Disorderly Compliance - where rules are inconsistently applied, enforcement is weak, and oversight is reactive rather than proactive - creates loopholes that financial criminals exploit. Fragmented Compliance - where different institutions follow different standards or fail to coordinate - undermines Lebanon’s ability to meet international obligations (Exit FATF’s Gray List) and risks further isolation from the global financial system.

Without a unified and transparent AML/CFT strategy, Lebanon faces severe consequences, including:

  1. Increased Derisking – International banks may continue cutting ties with Lebanese financial institutions.
  2. Loss of Correspondent Banking Relationships – Without trusted channels, trade, remittances, and foreign investments will suffer.
  3. Regulatory and Financial Sanctions – Non-compliance with FATF (Financial Action Task Force) standards could lead to Lebanon being placed on international blacklists.

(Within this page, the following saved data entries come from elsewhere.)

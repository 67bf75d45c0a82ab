use clap::{Args, Parser, Subcommand};

#[derive(Parser)]
#[command(name = "penmark", version)]
#[command(
    about = "Build search, stats, and preview-image artifacts for a Markdown site",
    long_about = "penmark turns a folder of Markdown articles into publishable artifacts: \n\
HTML fragments with embedded social cards, a client-side search index, writing \n\
statistics, and Open Graph preview images for every article."
)]
pub struct Cli {
    #[command(subcommand)]
    pub command: Command,
}

impl Cli {
    pub fn build() -> Self {
        <Self as Parser>::parse()
    }
}

#[derive(Subcommand, Clone, Debug)]
pub enum Command {
    #[command(
        about = "Create the starter directories, config, and a sample article",
        long_about = "Initialise a new penmark workspace.\n\
The command is idempotent: existing files are left untouched, so you can rerun it\n\
to restore missing folders without overwriting customisations."
    )]
    Init(InitArgs),
    #[command(
        about = "Build every artifact into the dist/ output tree",
        long_about = "Render article HTML, the search index, the stats file, and OG preview images.\n\
Preview images whose inputs did not change since the last build are kept as they are\n\
unless --force is given. Any error aborts the build before artifacts are written."
    )]
    Build(BuildArgs),
    #[command(
        about = "Serve the dist/ directory over HTTP",
        long_about = "Serve the generated dist/ directory locally with the same caching headers\n\
the artifacts are meant to be deployed with. Run `penmark build` first."
    )]
    Serve(ServeArgs),
    #[command(
        about = "Remove dist/ and the preview image cache",
        long_about = "Delete the previously built dist/ directory and the cache stored in .penmark.\n\
The next build renders every preview image again.",
        alias = "clear"
    )]
    Clean(CleanArgs),
    #[command(
        about = "Query configuration values from penmark.yaml",
        long_about = "Read configuration values from penmark.yaml or get the project root path.\n\
Use this command from any subdirectory within the project to retrieve config values."
    )]
    Config(ConfigArgs),
}

#[derive(Args, Clone, Debug)]
pub struct InitArgs {
    #[arg(
        long,
        help = "Project root directory (defaults to current directory)",
        long_help = "Specify the project root directory. Supports tilde expansion (e.g., ~/mysite). If not provided, uses the current working directory."
    )]
    pub root: Option<String>,
}

#[derive(Args, Clone, Debug)]
pub struct BuildArgs {
    #[arg(
        long,
        help = "Project root directory (defaults to the nearest penmark.yaml)",
        long_help = "Specify the project root directory. Supports tilde expansion (e.g., ~/mysite). If not provided, penmark walks up from the current directory looking for penmark.yaml."
    )]
    pub root: Option<String>,
    #[arg(
        long,
        help = "Include draft articles in every artifact",
        long_help = "Publish articles marked `draft: true`. The same switch can be turned on with PENMARK_INCLUDE_DRAFTS=1 or `include_drafts: true` in penmark.yaml."
    )]
    pub drafts: bool,
    #[arg(
        long,
        help = "Ignore the preview image cache and render every image",
        long_help = "Disables the cache shortcut and regenerates every OG preview image. Use this after replacing the font files."
    )]
    pub force: bool,
    #[arg(
        short,
        long,
        help = "Print progress information while building",
        long_help = "Show each pipeline stage, article counts, and which preview images are rendered or kept."
    )]
    pub verbose: bool,
}

#[derive(Args, Clone, Debug)]
pub struct ServeArgs {
    #[arg(
        long,
        help = "Project root directory (defaults to the nearest penmark.yaml)",
        long_help = "Specify the project root directory. Supports tilde expansion (e.g., ~/mysite). If not provided, penmark walks up from the current directory looking for penmark.yaml."
    )]
    pub root: Option<String>,
    #[arg(
        long,
        default_value = "127.0.0.1",
        help = "Interface to bind the server to",
        long_help = "Set an alternate host/IP address for the server. Defaults to 127.0.0.1 so it only listens locally."
    )]
    pub host: String,
    #[arg(
        long,
        default_value_t = 4000,
        help = "Port number for the server",
        long_help = "Pick a custom TCP port for the server. 4000 is the default."
    )]
    pub port: u16,
    #[arg(
        long,
        help = "Log every request",
        long_help = "Print the method, path, and response status of each request."
    )]
    pub verbose: bool,
}

#[derive(Args, Clone, Debug)]
pub struct CleanArgs {
    #[arg(
        long,
        help = "Project root directory (defaults to the nearest penmark.yaml)",
        long_help = "Specify the project root directory. Supports tilde expansion (e.g., ~/mysite). If not provided, penmark walks up from the current directory looking for penmark.yaml."
    )]
    pub root: Option<String>,
}

#[derive(Args, Clone, Debug)]
pub struct ConfigArgs {
    #[arg(
        long,
        help = "Project root directory (defaults to the nearest penmark.yaml)",
        long_help = "Specify the project root directory. Supports tilde expansion (e.g., ~/mysite). If not provided, penmark walks up from the current directory looking for penmark.yaml."
    )]
    pub root: Option<String>,
    #[arg(long = "root-dir", help = "Get the project root directory path")]
    pub root_dir: bool,
    #[arg(long, help = "Get the title configuration value")]
    pub title: bool,
    #[arg(long, help = "Get the base_url configuration value")]
    pub base_url: bool,
    #[arg(long, help = "Get the base_path configuration value")]
    pub base_path: bool,
    #[arg(long, help = "Get the timezone configuration value")]
    pub timezone: bool,
    #[arg(long, help = "Get the date_format configuration value")]
    pub date_format: bool,
    #[arg(long, help = "Get the collections configuration value")]
    pub collections: bool,
    #[arg(long, help = "Get the search.asset_path configuration value")]
    pub search_asset_path: bool,
    #[arg(long, help = "Get the stats.asset_path configuration value")]
    pub stats_asset_path: bool,
    #[arg(long, help = "Get the og.output_dir configuration value")]
    pub og_output_dir: bool,
}
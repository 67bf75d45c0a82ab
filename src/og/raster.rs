use std::sync::Arc;

use anyhow::{Context, Result, anyhow};
use resvg::tiny_skia::{Pixmap, Transform};

use super::fonts::FontAssets;
use super::{ImageQuality, RasterOptions, Rasterizer, ShapeQuality, TextQuality};

/// Rasterizes SVG with resvg against the configured font faces only.
pub struct ResvgRasterizer {
    fonts: Arc<FontAssets>,
}

impl ResvgRasterizer {
    pub fn new(fonts: Arc<FontAssets>) -> Self {
        Self { fonts }
    }

    fn usvg_options(&self, options: &RasterOptions) -> usvg::Options<'static> {
        usvg::Options {
            dpi: options.dpi,
            font_family: self.fonts.regular_family().to_string(),
            text_rendering: match options.text {
                TextQuality::Speed => usvg::TextRendering::OptimizeSpeed,
                TextQuality::Legibility => usvg::TextRendering::OptimizeLegibility,
                TextQuality::Geometric => usvg::TextRendering::GeometricPrecision,
            },
            shape_rendering: match options.shape {
                ShapeQuality::Speed => usvg::ShapeRendering::OptimizeSpeed,
                ShapeQuality::CrispEdges => usvg::ShapeRendering::CrispEdges,
                ShapeQuality::Geometric => usvg::ShapeRendering::GeometricPrecision,
            },
            image_rendering: match options.image {
                ImageQuality::Quality => usvg::ImageRendering::OptimizeQuality,
                ImageQuality::Speed => usvg::ImageRendering::OptimizeSpeed,
            },
            fontdb: self.fonts.database(),
            ..usvg::Options::default()
        }
    }
}

impl Rasterizer for ResvgRasterizer {
    fn rasterize(&self, svg: &str, options: &RasterOptions) -> Result<Vec<u8>> {
        let tree = usvg::Tree::from_str(svg, &self.usvg_options(options))
            .context("failed to parse generated SVG")?;
        let size = tree.size().to_int_size();
        let mut pixmap = Pixmap::new(size.width(), size.height())
            .ok_or_else(|| anyhow!("invalid image size {}x{}", size.width(), size.height()))?;
        resvg::render(&tree, Transform::default(), &mut pixmap.as_mut());
        pixmap.encode_png().context("failed to encode PNG")
    }
}
use std::path::PathBuf;

use anyhow::{Context, Result};
use rayon::prelude::*;

use crate::content::Article;
use crate::markdown::render_markdown;

#[derive(Debug)]
pub(super) struct RenderedPage {
    pub(super) key: String,
    pub(super) relative_path: PathBuf,
    pub(super) html: String,
    pub(super) embeds: usize,
}

/// Renders every article body to an HTML fragment, in input order.
pub(super) fn render_pages(articles: &[&Article], tweet_cta: &str) -> Result<Vec<RenderedPage>> {
    articles
        .par_iter()
        .map(|article| {
            let relative_path = page_path(article)
                .with_context(|| format!("{}: invalid article id", article.source_path.display()))?;
            let rendered = render_markdown(&article.body, tweet_cta);
            Ok(RenderedPage {
                key: article.key(),
                relative_path,
                html: rendered.html,
                embeds: rendered.embeds,
            })
        })
        .collect()
}

fn page_path(article: &Article) -> Option<PathBuf> {
    let mut path = PathBuf::from(&article.collection);
    for segment in article.id.split('/') {
        if segment.is_empty() || segment == "." || segment == ".." {
            return None;
        }
        path.push(segment);
    }
    path.push("index.html");
    Some(path)
}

To rebuild confidence, your government must:

  • Unify AML/CFT policies across all financial and regulatory institutions.
  • Ensure strict enforcement and oversight, free from political interference.
  • Leverage technology for real-time monitoring and risk assessment.
  • Engage in international cooperation to regain credibility and restore trust.

The world is watching Lebanon’s financial recovery. Strong, well-coordinated AML/CFT compliance is not an option - it is the foundation for economic stability, investor confidence, and financial sovereignty.

Lebanon’s financial system remains under intense scrutiny as it seeks removal from the FATF Gray List. While regulatory reforms and government initiatives are essential, the role of the private sector is equally, if not more, critical. Banks, financial institutions, businesses, and professional service providers must take proactive steps to ensure compliance with anti-money laundering (AML) and counter-terrorism financing (CFT) regulations. Beyond mere adherence to rules, the private sector must foster a culture of transparency, accountability, and cooperation with regulators. Without its full engagement, Lebanon’s efforts to exit the Gray List by 2026 will face significant setbacks. This document outlines the key responsibilities and actions the private sector must undertake to support this national objective.

The private sector plays a crucial role in steering Lebanon out of FATF’s Gray List, as it is directly impacted by the consequences of financial non-compliance. Its responsibilities extend beyond mere compliance; it must actively support and collaborate with regulatory bodies to implement and sustain reforms. Here’s how:

1. Strengthening Customer Due Diligence (CDD) and Compliance Culture

Who is Responsible? Banks, financial institutions, and businesses.

What Must Be Done?

  • Ensure strict adherence to CDD and Know Your Customer (KYC) regulations.
  • Implement enhanced due diligence (EDD) measures for high-risk clients, including politically exposed persons (PEPs).
  • Utilize automated transaction monitoring systems to flag suspicious activities.

Why is This Critical? If the private sector fails to enforce strong CDD, money laundering and terrorist financing risks will persist, preventing Lebanon’s removal from the Gray List.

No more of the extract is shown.